Ancient practices: votive offerings, cruelty, military campaigns

 

Mattot-Mase’ei (Numbers 33-36)

By Irv Jacobs, M.D.

Irv Jacobs

LA JOLLA, California — I have chosen three passages from this double parsha, for comparison with ancient non-Israelite practices, from what I could find in internet sources, concerning votive offerings, cruelty, and military campaigns.

I. Numbers 30: 2-12 Moses: “If a man makes a vow…or takes an oath, he must carry out all that has crossed his lips…If…a woman makes a vow…(not unnulled by father or husband)…it…shall stand…”

Such a situation was the Israelite counterpart of votive persons i.e. those who made vows and/or made votive offerings, commonly found in ancient Near Eastern religions. Some offerings were intended as wishes for a favor.

A votive offering was the deposit of one or more objects, without the intention of recovery or re-use, into a sacred place for religious purposes.

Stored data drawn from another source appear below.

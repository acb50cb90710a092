//! Categories and genres: both are `(name, slug)` pairs addressed by slug, with
//! list/create/retrieve/delete and no update.

use axum::{Json, extract::State, http::StatusCode};

use super::{ApiJson, ApiPath, ApiQuery, SearchParams};
use crate::{
    AppState,
    auth::Requester,
    error::{ApiError, ApiResult},
    models::{CreateTaxonRequest, Taxon},
    pagination::{PageParams, Paginated},
    permissions::{Action, Resource, authorize},
    repository::TaxonKind,
    validation,
};

async fn list(
    kind: TaxonKind,
    state: &AppState,
    paging: PageParams,
    search: &SearchParams,
) -> ApiResult<Json<Paginated<Taxon>>> {
    let request = paging.resolve(state.config.page_size);
    let page = state.repo.list_taxa(kind, search.term(), request).await?;
    Ok(Json(Paginated::from_page(page, request)?))
}

async fn create(
    kind: TaxonKind,
    requester: &Requester,
    state: &AppState,
    payload: CreateTaxonRequest,
) -> ApiResult<(StatusCode, Json<Taxon>)> {
    authorize(Action::Create, Resource::Catalog, requester.user(), false)?;

    let taxon = validation::new_taxon(payload)?;
    let created = state.repo.create_taxon(kind, taxon).await?;
    tracing::info!(kind = kind.label(), slug = %created.slug, "catalog entry created");
    Ok((StatusCode::CREATED, Json(created)))
}

async fn retrieve(kind: TaxonKind, state: &AppState, slug: &str) -> ApiResult<Json<Taxon>> {
    state
        .repo
        .get_taxon(kind, slug)
        .await?
        .map(Json)
        .ok_or_else(|| ApiError::not_found(kind.label()))
}

async fn delete(
    kind: TaxonKind,
    requester: &Requester,
    state: &AppState,
    slug: &str,
) -> ApiResult<StatusCode> {
    authorize(Action::Delete, Resource::Catalog, requester.user(), false)?;

    if state.repo.delete_taxon(kind, slug).await? {
        tracing::info!(kind = kind.label(), slug, "catalog entry deleted");
        Ok(StatusCode::NO_CONTENT)
    } else {
        Err(ApiError::not_found(kind.label()))
    }
}

// --- Categories ---

#[utoipa::path(
    get,
    path = "/api/v1/categories/",
    tag = "catalog",
    params(PageParams, SearchParams),
    responses((status = 200, description = "Page of categories"))
)]
pub async fn list_categories(
    State(state): State<AppState>,
    ApiQuery(paging): ApiQuery<PageParams>,
    ApiQuery(search): ApiQuery<SearchParams>,
) -> ApiResult<Json<Paginated<Taxon>>> {
    list(TaxonKind::Category, &state, paging, &search).await
}

#[utoipa::path(
    post,
    path = "/api/v1/categories/",
    tag = "catalog",
    request_body = CreateTaxonRequest,
    responses(
        (status = 201, description = "Created", body = Taxon),
        (status = 400, description = "Invalid payload or duplicate slug"),
        (status = 403, description = "Not an admin")
    )
)]
pub async fn create_category(
    requester: Requester,
    State(state): State<AppState>,
    ApiJson(payload): ApiJson<CreateTaxonRequest>,
) -> ApiResult<(StatusCode, Json<Taxon>)> {
    create(TaxonKind::Category, &requester, &state, payload).await
}

#[utoipa::path(
    get,
    path = "/api/v1/categories/{slug}/",
    tag = "catalog",
    params(("slug" = String, Path, description = "Category slug")),
    responses(
        (status = 200, description = "Found", body = Taxon),
        (status = 404, description = "No such category")
    )
)]
pub async fn get_category(
    State(state): State<AppState>,
    ApiPath(slug): ApiPath<String>,
) -> ApiResult<Json<Taxon>> {
    retrieve(TaxonKind::Category, &state, &slug).await
}

/// delete_category
///
/// [Admin Route] Titles in the category keep existing, without a category.
#[utoipa::path(
    delete,
    path = "/api/v1/categories/{slug}/",
    tag = "catalog",
    params(("slug" = String, Path, description = "Category slug")),
    responses(
        (status = 204, description = "Deleted"),
        (status = 404, description = "No such category")
    )
)]
pub async fn delete_category(
    requester: Requester,
    State(state): State<AppState>,
    ApiPath(slug): ApiPath<String>,
) -> ApiResult<StatusCode> {
    delete(TaxonKind::Category, &requester, &state, &slug).await
}

// --- Genres ---

#[utoipa::path(
    get,
    path = "/api/v1/genres/",
    tag = "catalog",
    params(PageParams, SearchParams),
    responses((status = 200, description = "Page of genres"))
)]
pub async fn list_genres(
    State(state): State<AppState>,
    ApiQuery(paging): ApiQuery<PageParams>,
    ApiQuery(search): ApiQuery<SearchParams>,
) -> ApiResult<Json<Paginated<Taxon>>> {
    list(TaxonKind::Genre, &state, paging, &search).await
}

#[utoipa::path(
    post,
    path = "/api/v1/genres/",
    tag = "catalog",
    request_body = CreateTaxonRequest,
    responses(
        (status = 201, description = "Created", body = Taxon),
        (status = 400, description = "Invalid payload or duplicate slug"),
        (status = 403, description = "Not an admin")
    )
)]
pub async fn create_genre(
    requester: Requester,
    State(state): State<AppState>,
    ApiJson(payload): ApiJson<CreateTaxonRequest>,
) -> ApiResult<(StatusCode, Json<Taxon>)> {
    create(TaxonKind::Genre, &requester, &state, payload).await
}

#[utoipa::path(
    get,
    path = "/api/v1/genres/{slug}/",
    tag = "catalog",
    params(("slug" = String, Path, description = "Genre slug")),
    responses(
        (status = 200, description = "Found", body = Taxon),
        (status = 404, description = "No such genre")
    )
)]
pub async fn get_genre(
    State(state): State<AppState>,
    ApiPath(slug): ApiPath<String>,
) -> ApiResult<Json<Taxon>> {
    retrieve(TaxonKind::Genre, &state, &slug).await
}

/// delete_genre
///
/// [Admin Route] Titles lose the genre; nothing else is removed.
#[utoipa::path(
    delete,
    path = "/api/v1/genres/{slug}/",
    tag = "catalog",
    params(("slug" = String, Path, description = "Genre slug")),
    responses(
        (status = 204, description = "Deleted"),
        (status = 404, description = "No such genre")
    )
)]
pub async fn delete_genre(
    requester: Requester,
    State(state): State<AppState>,
    ApiPath(slug): ApiPath<String>,
) -> ApiResult<StatusCode> {
    delete(TaxonKind::Genre, &requester, &state, &slug).await
}
use sqlx::postgres::PgPoolOptions;
use std::sync::Arc;
use tokio::net::TcpListener;
use tracing_subscriber::{layer::SubscriberExt, util::SubscriberInitExt};
use yamdb_api::{
    AppState, InMemoryRepository, LogNotifier, NotifierState, PostgresRepository,
    RepositoryState, SmtpNotifier, accounts,
    config::{AppConfig, Env, StorageBackend},
    create_router,
};

/// main
///
/// Entry point: configuration, logging, persistence, mail, then the HTTP server.
/// Any startup failure is fatal.
#[tokio::main]
async fn main() {
    // 1. Configuration & Environment Loading (Fail-Fast)
    dotenv::dotenv().ok();
    let config = AppConfig::load();

    // 2. Logging Filter Setup
    // RUST_LOG wins; otherwise debug for this crate and request summaries from tower-http.
    let env_filter = tracing_subscriber::EnvFilter::try_from_default_env()
        .unwrap_or_else(|_| "yamdb_api=debug,tower_http=info".into());

    // 3. Initialize Logging based on Environment
    match config.env {
        Env::Local => {
            // LOCAL: Pretty print output for human readability.
            tracing_subscriber::registry()
                .with(env_filter)
                .with(tracing_subscriber::fmt::layer().pretty())
                .init();
        }
        Env::Production => {
            // PROD: JSON lines for log aggregators.
            tracing_subscriber::registry()
                .with(env_filter)
                .with(tracing_subscriber::fmt::layer().json())
                .init();
        }
    }

    tracing::info!("Application starting in {:?} mode", config.env);

    // 4. Persistence
    let repo: RepositoryState = match config.storage {
        StorageBackend::Postgres => {
            let pool = PgPoolOptions::new()
                .max_connections(5)
                .connect(&config.db_url)
                .await
                .expect("FATAL: Failed to connect to Postgres. Check DATABASE_URL.");

            sqlx::migrate!("./migrations")
                .run(&pool)
                .await
                .expect("FATAL: Failed to apply database migrations.");
            tracing::info!("Database migrations applied.");

            Arc::new(PostgresRepository::new(pool))
        }
        StorageBackend::Memory => {
            tracing::warn!("STORAGE=memory: data lives only as long as this process.");
            Arc::new(InMemoryRepository::new())
        }
    };

    // 5. Mail delivery for confirmation codes
    let notifier: NotifierState = match &config.smtp {
        Some(smtp) => Arc::new(
            SmtpNotifier::new(smtp).unwrap_or_else(|e| panic!("FATAL: Invalid SMTP settings: {e}")),
        ),
        None => {
            tracing::warn!("SMTP_HOST not set: confirmation codes will only be logged.");
            Arc::new(LogNotifier)
        }
    };

    // 6. Optional bootstrap superuser
    if let Some((username, email)) = &config.bootstrap_admin {
        if let Err(e) = accounts::ensure_admin(&repo, username, email).await {
            panic!("FATAL: Could not ensure bootstrap admin {username}: {e}");
        }
    }

    // 7. Unified State Assembly
    let bind_addr = config.bind_addr.clone();
    let app_state = AppState {
        repo,
        notifier,
        config,
    };

    // 8. Router and Server Startup
    let app = create_router(app_state);

    let listener = TcpListener::bind(&bind_addr)
        .await
        .unwrap_or_else(|e| panic!("FATAL: Cannot bind {bind_addr}: {e}"));

    tracing::info!("Listening on {bind_addr}");
    tracing::info!("API Documentation (Swagger UI) available at: http://{bind_addr}/swagger-ui");

    axum::serve(listener, app)
        .await
        .expect("FATAL: HTTP server terminated unexpectedly.");
}
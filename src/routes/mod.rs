/// Router Module Index
///
/// Groups the `/api/v1` endpoints by resource. Access control is not a property
/// of the router here: every handler asks `permissions::check` with its own
/// action and resource, so anonymous and authenticated requests share routes.
///
/// Each sub-router answers unsupported verbs on its paths with a JSON 405.

/// `/auth/*` and `/users/*`.
pub mod accounts;

/// `/categories/*`, `/genres/*` and `/titles/*`.
pub mod catalog;

/// Reviews and comments nested under `/titles/{title_id}/`.
pub mod content;

use axum::{Router, routing::get};

use crate::AppState;

/// api_routes
///
/// The versioned API surface, to be nested under `/api/v1`.
pub fn api_routes() -> Router<AppState> {
    Router::new()
        .merge(accounts::account_routes())
        .merge(catalog::catalog_routes())
        .merge(content::content_routes())
}

/// Unversioned operational endpoints.
pub fn service_routes() -> Router<AppState> {
    Router::new()
        // GET /health
        // Liveness probe for load balancers and container orchestration.
        .route("/health", get(|| async { "ok" }))
}
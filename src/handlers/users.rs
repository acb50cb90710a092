use axum::{Json, extract::State, http::StatusCode};

use super::{ApiJson, ApiPath, ApiQuery, SearchParams};
use crate::{
    AppState,
    auth::Requester,
    error::{ApiError, ApiResult},
    models::{CreateUserRequest, UpdateUserRequest, User, UserProfile},
    pagination::{PageParams, Paginated},
    permissions::{Action, Resource, authorize},
    validation,
};

async fn find_user(state: &AppState, username: &str) -> ApiResult<User> {
    state
        .repo
        .get_user_by_username(username)
        .await?
        .ok_or_else(|| ApiError::not_found("User"))
}

/// get_me
///
/// [Authenticated Route] The requester's own profile.
#[utoipa::path(
    get,
    path = "/api/v1/users/me/",
    tag = "users",
    responses(
        (status = 200, description = "Profile", body = UserProfile),
        (status = 401, description = "Not authenticated")
    )
)]
pub async fn get_me(
    requester: Requester,
    State(state): State<AppState>,
) -> ApiResult<Json<UserProfile>> {
    authorize(Action::Read, Resource::OwnProfile, requester.user(), false)?;
    let Some(me) = requester.user() else {
        return Err(ApiError::AuthenticationRequired);
    };

    let user = state
        .repo
        .get_user(me.id)
        .await?
        .ok_or(ApiError::AuthenticationRequired)?;
    Ok(Json(user.into()))
}

/// update_me
///
/// [Authenticated Route] Partial update of the requester's own profile. The
/// `role` field is read-only here and silently ignored.
#[utoipa::path(
    patch,
    path = "/api/v1/users/me/",
    tag = "users",
    request_body = UpdateUserRequest,
    responses(
        (status = 200, description = "Updated", body = UserProfile),
        (status = 400, description = "Invalid or conflicting field"),
        (status = 401, description = "Not authenticated")
    )
)]
pub async fn update_me(
    requester: Requester,
    State(state): State<AppState>,
    ApiJson(payload): ApiJson<UpdateUserRequest>,
) -> ApiResult<Json<UserProfile>> {
    authorize(Action::Update, Resource::OwnProfile, requester.user(), false)?;
    let Some(me) = requester.user() else {
        return Err(ApiError::AuthenticationRequired);
    };

    let changes = validation::user_changes(payload, false)?;
    let user = state.repo.update_user(me.id, changes).await?;
    Ok(Json(user.into()))
}

/// list_users
///
/// [Admin Route] Paginated account listing, searchable by username.
#[utoipa::path(
    get,
    path = "/api/v1/users/",
    tag = "users",
    params(PageParams, SearchParams),
    responses(
        (status = 200, description = "Page of users"),
        (status = 401, description = "Not authenticated"),
        (status = 403, description = "Not an admin")
    )
)]
pub async fn list_users(
    requester: Requester,
    State(state): State<AppState>,
    ApiQuery(paging): ApiQuery<PageParams>,
    ApiQuery(search): ApiQuery<SearchParams>,
) -> ApiResult<Json<Paginated<UserProfile>>> {
    authorize(Action::Read, Resource::Account, requester.user(), false)?;

    let request = paging.resolve(state.config.page_size);
    let page = state.repo.list_users(search.term(), request).await?;
    Ok(Json(Paginated::from_page(page, request)?))
}

/// create_user
///
/// [Admin Route] Creates an account directly, with any role. The account has
/// no confirmation code until its owner goes through signup.
#[utoipa::path(
    post,
    path = "/api/v1/users/",
    tag = "users",
    request_body = CreateUserRequest,
    responses(
        (status = 201, description = "Created", body = UserProfile),
        (status = 400, description = "Invalid or conflicting field"),
        (status = 403, description = "Not an admin")
    )
)]
pub async fn create_user(
    requester: Requester,
    State(state): State<AppState>,
    ApiJson(payload): ApiJson<CreateUserRequest>,
) -> ApiResult<(StatusCode, Json<UserProfile>)> {
    authorize(Action::Create, Resource::Account, requester.user(), false)?;

    let new_user = validation::new_user(payload)?;
    let user = state.repo.create_user(new_user).await?;
    tracing::info!(user_id = user.id, role = user.role.as_str(), "user created by admin");
    Ok((StatusCode::CREATED, Json(user.into())))
}

/// get_user
///
/// [Admin Route] One account by username.
#[utoipa::path(
    get,
    path = "/api/v1/users/{username}/",
    tag = "users",
    params(("username" = String, Path, description = "Username")),
    responses(
        (status = 200, description = "Found", body = UserProfile),
        (status = 404, description = "No such user")
    )
)]
pub async fn get_user(
    requester: Requester,
    State(state): State<AppState>,
    ApiPath(username): ApiPath<String>,
) -> ApiResult<Json<UserProfile>> {
    authorize(Action::Read, Resource::Account, requester.user(), false)?;
    Ok(Json(find_user(&state, &username).await?.into()))
}

/// update_user
///
/// [Admin Route] Partial update of any account, including its role.
#[utoipa::path(
    patch,
    path = "/api/v1/users/{username}/",
    tag = "users",
    params(("username" = String, Path, description = "Username")),
    request_body = UpdateUserRequest,
    responses(
        (status = 200, description = "Updated", body = UserProfile),
        (status = 400, description = "Invalid or conflicting field"),
        (status = 404, description = "No such user")
    )
)]
pub async fn update_user(
    requester: Requester,
    State(state): State<AppState>,
    ApiPath(username): ApiPath<String>,
    ApiJson(payload): ApiJson<UpdateUserRequest>,
) -> ApiResult<Json<UserProfile>> {
    authorize(Action::Update, Resource::Account, requester.user(), false)?;

    let user = find_user(&state, &username).await?;
    let changes = validation::user_changes(payload, true)?;
    let user = state.repo.update_user(user.id, changes).await?;
    Ok(Json(user.into()))
}

/// delete_user
///
/// [Admin Route] Deletes an account together with its reviews and comments.
#[utoipa::path(
    delete,
    path = "/api/v1/users/{username}/",
    tag = "users",
    params(("username" = String, Path, description = "Username")),
    responses(
        (status = 204, description = "Deleted"),
        (status = 404, description = "No such user")
    )
)]
pub async fn delete_user(
    requester: Requester,
    State(state): State<AppState>,
    ApiPath(username): ApiPath<String>,
) -> ApiResult<StatusCode> {
    authorize(Action::Delete, Resource::Account, requester.user(), false)?;

    let user = find_user(&state, &username).await?;
    if state.repo.delete_user(user.id).await? {
        tracing::info!(user_id = user.id, "user deleted");
        Ok(StatusCode::NO_CONTENT)
    } else {
        Err(ApiError::not_found("User"))
    }
}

This practice began early in antiquity, date unknown. In India, the votive could be an elaborate domed structure dedicated to the Buddha. In Europe, votive deposits are known from as early as the Neolithic period (10,000-3500 BCE), and could include armor and weapons, fertility and cult symbols, coins, various treasures, and animals large and small. Votive offerings were buried or submerged into bodies of water or peat bogs. In certain cases entire ships were sacrificed into a bog. The hoard typically was smashed to assure it could not be restored for use. Today, such items have been discovered in rivers, lakes, and wetlands, etc.

In Meso-America votive deposits have been recovered at the Olmec ruins in Southern Mexico (c. 1600 BCE) and the Maya Sacred site at Chichen Itza (c. 850-1500 CE).

Votive offerings have been found in ancient Sparta, from the 5th Century BCE. Some are inscribed, indicating the presence of literacy by then.

A variation of votive practice is the curse-tablet, a small sheet of tin or lead on which a message wishing misfortune upon someone was inscribed. Such a relic seeking restoration of stolen property suggests the invocation of divine power to arrest the thief. [1]

In the Torah, a votive offering (nadar) is mentioned in Leviticus 22:23.

The Nazarites typified a more extreme votive practice, which included prohibitions of contact with a corpse and consumption of grape products and unclean food.

Vows such as indicated in the above passage were made without commitment to a full Nazarite status. [2]

II. Numbers 31:1-17 “The Lord spoke…Avenge…on the Midianites…so …dispatched a thousand from each tribe…and slew every male…(and) every male among the children, and every woman who has known a man carnally…”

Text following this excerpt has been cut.